Up to and including the line with "fn from(entry: &sketchconfig::ContentEntry)", output the records exactly as they appear.

------ Dataset records

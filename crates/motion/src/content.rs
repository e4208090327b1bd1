use std::time::Instant;

use tracing::{info, warn};

use crate::text::TextSlot;
use crate::timeline::Stage;
use crate::transition::TransitionOrchestrator;

/// One caption pair plus the sphere color shown with it.
#[derive(Debug, Clone, PartialEq)]
pub struct ContentItem {
    pub title: String,
    pub subtitle: String,
    pub color: [f32; 3],
}

impl ContentItem {
    pub fn new(title: impl Into<String>, subtitle: impl Into<String>, color: [f32; 3]) -> Self {
        Self {
            title: title.into(),
            subtitle: subtitle.into(),
            color,
        }
    }
}

impl From<&sketchconfig::ContentEntry> for ContentItem {
    fn from(entry: &sketchconfig::ContentEntry) -> Self {
        Self::new(entry.title.clone(), entry.subtitle.clone(), entry.color)
    }
}

/// Built-in content used when the configuration supplies none.
pub fn default_content() -> Vec<ContentItem> {
    sketchconfig::builtin_content()
        .iter()
        .map(ContentItem::from)
        .collect()
}

/// Ordered content list with a wrapping cursor.
#[derive(Debug, Clone)]
pub struct ContentCycler {
    items: Vec<ContentItem>,
    current: usize,
}

impl ContentCycler {
    pub fn new(items: Vec<ContentItem>) -> Self {
        if items.is_empty() {
            warn!("content list is empty; advancing will do nothing");
        }
        Self { items, current: 0 }
    }

    pub fn len(&self) -> usize {
        self.items.len()
    }

    pub fn is_empty(&self) -> bool {
        self.items.is_empty()
    }

    pub fn items(&self) -> &[ContentItem] {
        &self.items
    }

    pub fn current_index(&self) -> usize {
        self.current
    }

    pub fn current(&self) -> Option<&ContentItem> {
        self.items.get(self.current)
    }

    /// Moves to the next item and starts its transition.
    ///
    /// Returns the new index, or `None` when the list is empty.
    pub fn advance(
        &mut self,
        orchestrator: &mut TransitionOrchestrator,
        stage: &mut Stage<'_>,
        now: Instant,
    ) -> Option<usize> {
        if self.items.is_empty() {
            return None;
        }
        self.current = (self.current + 1) % self.items.len();
        info!(
            index = self.current,
            total = self.items.len(),
            "advancing content"
        );
        self.present_current(orchestrator, stage, now);
        Some(self.current)
    }

    /// Replays the entrance for the current item without moving the cursor.
    pub fn present_current(
        &self,
        orchestrator: &mut TransitionOrchestrator,
        stage: &mut Stage<'_>,
        now: Instant,
    ) {
        let Some(item) = self.current() else {
            return;
        };
        stage.text.set_text(TextSlot::Title, &item.title);
        stage.text.set_text(TextSlot::Subtitle, &item.subtitle);
        orchestrator.run_transition(item, stage, now);
    }
}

------------

> **Problem solution**:
filename crates/motion/src/content.rs
repository e4208090327b1bd1
use std::time::Instant;

use tracing::{info, warn};

use crate::text::TextSlot;
use crate::timeline::Stage;
use crate::transition::TransitionOrchestrator;

/// One caption pair plus the sphere color shown with it.
#[derive(Debug, Clone, PartialEq)]
pub struct ContentItem {
    pub title: String,
    pub subtitle: String,
    pub color: [f32; 3],
}

impl ContentItem {
    pub fn new(title: impl Into<String>, subtitle: impl Into<String>, color: [f32; 3]) -> Self {
        Self {
            title: title.into(),
            subtitle: subtitle.into(),
            color,
        }
    }
}

impl From<&sketchconfig::ContentEntry> for ContentItem {
    fn from(entry: &sketchconfig::ContentEntry) -> Self {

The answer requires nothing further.